- The State Department is targeting birth tourism networks globally to prevent applicants from exploiting the U.S. visa system.
- Consular officers must deny B visas if an applicant’s primary purpose is obtaining citizenship through childbirth.
- Applicants seeking medical care must prove financial capacity and show pre-arranged treatment plans to secure approval.
(UNITED STATES) — The State Department said it is acting “around the world” to stop birth tourism, dismantle related networks and target applicants who seek a U.S. visa mainly to give birth in the United States so a child obtains citizenship.
“The State Department is taking action around the world to stop this abuse, dismantle birth tourism networks, and hold accountable those who try to scam our system,” the department said.
The action rests on the current birth-tourism rule in the B visa regulations, a change that took effect on January 24, 2020. Under that rule, consular officers must deny a B visa if they have reason to believe an applicant’s primary purpose is to give birth in the United States to secure U.S. citizenship for the child.
U.S. consular officers overseas apply the rule. It covers B nonimmigrant visa applicants suspected of birth tourism and also reaches applicants who seek entry for medical care.
That dual structure has shaped the rule since it took effect. One part addresses travel centered on childbirth, while the other governs medical-treatment cases by requiring applicants to show they have arranged treatment and can pay for it.
The State Department said consular officers had seen “an increasing number of B visa applicants whose stated primary purpose of travel is to give birth in the United States.” The department said the rule was intended to address birth tourism.
The measure does not extend to every foreign national who enters the United States for short visits. It does not apply to the 39 countries in the Visa Waiver Program.
That exclusion leaves the rule focused on people who need a B visa rather than travelers who enter under the waiver system. In practice, the screening falls to consular officers during overseas visa adjudications, not to a separate domestic review process described in the materials provided here.
The standard built into the rule turns on purpose. A consular officer does not deny a B visa simply because an applicant is pregnant; the rule directs denial when the officer has reason to believe the applicant’s primary purpose is to give birth in the United States to obtain citizenship for the child.
Medical-treatment applicants face a different burden under the same framework. They must show they have made arrangements for treatment and that they can pay for it, placing financial capacity and documented planning at the center of those cases.

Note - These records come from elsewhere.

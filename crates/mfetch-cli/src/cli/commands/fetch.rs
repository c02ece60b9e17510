//! `mfetch fetch` – try each source until one yields a usable file.

use anyhow::Result;
use mfetch_core::config::FetchConfig;
use mfetch_core::fetcher::{megabytes, FetchEvent, Fetcher};
use mfetch_core::url_model::{shorten, DISPLAY_WIDTH};
use std::path::PathBuf;

/// Command-line values that take precedence over the loaded config.
#[derive(Debug, Default)]
pub struct FetchOverrides {
    pub sources: Vec<String>,
    pub dest: Option<PathBuf>,
    pub min_size: Option<u64>,
    pub keep_undersized: bool,
}

impl FetchOverrides {
    pub fn apply(self, cfg: &mut FetchConfig) {
        if !self.sources.is_empty() {
            cfg.sources = self.sources;
        }
        if let Some(dest) = self.dest {
            cfg.destination = dest;
        }
        if let Some(min) = self.min_size {
            cfg.min_size_bytes = min;
        }
        if self.keep_undersized {
            cfg.keep_undersized = true;
        }
    }
}

/// Console line for one fetch event.
pub fn render_event(event: &FetchEvent<'_>) -> String {
    match event {
        FetchEvent::Trying { index, total, url } => format!(
            "Trying source {}/{}: {}...",
            index + 1,
            total,
            shorten(url, DISPLAY_WIDTH)
        ),
        FetchEvent::AttemptFailed { error, .. } => format!("✗ Failed: {}", error),
        FetchEvent::Fetched {
            bytes, destination, ..
        } => format!(
            "✓ Successfully downloaded model ({:.2} MB) to {}",
            megabytes(*bytes),
            destination.display()
        ),
        FetchEvent::Exhausted { .. } => "❌ Could not download model from any source".to_string(),
    }
}

/// Runs the fetch, printing progress. Exhaustion is only an error with `strict`.
pub fn run_fetch(mut cfg: FetchConfig, overrides: FetchOverrides, strict: bool) -> Result<()> {
    overrides.apply(&mut cfg);
    cfg.validate()?;

    let report = Fetcher::with_curl(&cfg).run(&mut |event| println!("{}", render_event(event)));

    if !report.is_success() && strict {
        anyhow::bail!(
            "no source produced an acceptable download ({} attempts)",
            report.attempts.len()
        );
    }
    Ok(())
}
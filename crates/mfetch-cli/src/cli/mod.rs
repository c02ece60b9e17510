//! CLI for the mfetch model fetcher.

mod commands;

use anyhow::Result;
use clap::{Parser, Subcommand};
use mfetch_core::config::{self, FetchConfig};
use std::path::{Path, PathBuf};

use commands::{run_config_path, run_fetch, run_sources, FetchOverrides};

/// Top-level CLI for the mfetch model fetcher.
#[derive(Debug, Parser)]
#[command(name = "mfetch")]
#[command(about = "mfetch: download a model file from the first working source", long_about = None)]
pub struct Cli {
    /// Read configuration from this file instead of ~/.config/mfetch/config.toml.
    #[arg(long, global = true, value_name = "PATH")]
    pub config: Option<PathBuf>,

    /// Defaults to `fetch` when omitted.
    #[command(subcommand)]
    pub command: Option<CliCommand>,
}

#[derive(Debug, Subcommand)]
pub enum CliCommand {
    /// Try each source in order until one yields a large enough file.
    Fetch {
        /// Source URL to try; repeat to give several (replaces the configured list).
        #[arg(long = "source", value_name = "URL")]
        sources: Vec<String>,
        /// Destination path (its directory must already exist).
        #[arg(long, value_name = "PATH")]
        dest: Option<PathBuf>,
        /// Accept a download only if it is larger than this many bytes.
        #[arg(long, value_name = "BYTES")]
        min_size: Option<u64>,
        /// Move undersized downloads into the destination even though they are rejected.
        #[arg(long)]
        keep_undersized: bool,
        /// Exit with status 1 when no source succeeds.
        #[arg(long)]
        strict: bool,
    },

    /// List the configured sources in trial order.
    Sources,

    /// Print the location of the configuration file.
    ConfigPath,
}

impl Default for CliCommand {
    fn default() -> Self {
        CliCommand::Fetch {
            sources: Vec::new(),
            dest: None,
            min_size: None,
            keep_undersized: false,
            strict: false,
        }
    }
}

fn load_config(path: Option<&Path>) -> Result<FetchConfig> {
    let cfg = match path {
        Some(p) => config::load_from(p)?,
        None => config::load_or_init()?,
    };
    tracing::debug!("loaded config: {:?}", cfg);
    Ok(cfg)
}

impl CliCommand {
    pub fn run_from_args() -> Result<()> {
        let cli = Cli::parse();
        let config_file = cli.config.as_deref();

        match cli.command.unwrap_or_default() {
            CliCommand::Fetch {
                sources,
                dest,
                min_size,
                keep_undersized,
                strict,
            } => {
                let overrides = FetchOverrides {
                    sources,
                    dest,
                    min_size,
                    keep_undersized,
                };
                run_fetch(load_config(config_file)?, overrides, strict)?;
            }
            CliCommand::Sources => run_sources(&load_config(config_file)?),
            CliCommand::ConfigPath => run_config_path(config_file)?,
        }

        Ok(())
    }
}

#[cfg(test)]
mod tests;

The State Department’s statement frames the issue in enforcement terms, pairing the visa rule with a broader crackdown on what it described as abuse and organized networks. Its language goes beyond individual visa denials, pointing to an effort to dismantle birth tourism operations and hold participants accountable.
No later policy in the provided materials replaces the January 24, 2020 rule. The policy remains in effect in those materials, preserving the same consular standard for B visa cases tied to birth tourism and the same documentary demands for applicants who seek medical care.
The overlap between those two categories matters because both sit inside the same B visa framework. One applicant may be assessed on whether childbirth is the main reason for travel, while another must document treatment plans and payment ability; both decisions rest with officers overseas applying the same regulatory amendment.
State Department officials have tied the rule to a pattern they said consular posts were already seeing before the amendment took effect. Their description of “an increasing number of B visa applicants whose stated primary purpose of travel is to give birth in the United States” remains the clearest explanation in the provided materials for why the department adopted the rule and why it continues to enforce it.
The result is a policy that draws a sharp line inside the visitor visa system. Applicants whose primary purpose is childbirth in the United States fall on one side of that line and face denial, while applicants seeking medical treatment must clear another by proving arrangements and payment ability.
Birth tourism has long sat at the intersection of immigration screening and citizenship law, but the current State Department rule does not attempt to rewrite citizenship standards. It uses the B visa process instead, directing consular officers to examine intent before travel begins and to refuse the visa when that intent centers on giving birth in the United States.
That leaves overseas visa interviews as the main point of enforcement described in the materials. Consular officers, not travelers arriving from the 39 countries in the Visa Waiver Program, are the officials charged with applying a rule the State Department says remains in force as it pursues its crackdown on birth tourism networks worldwide.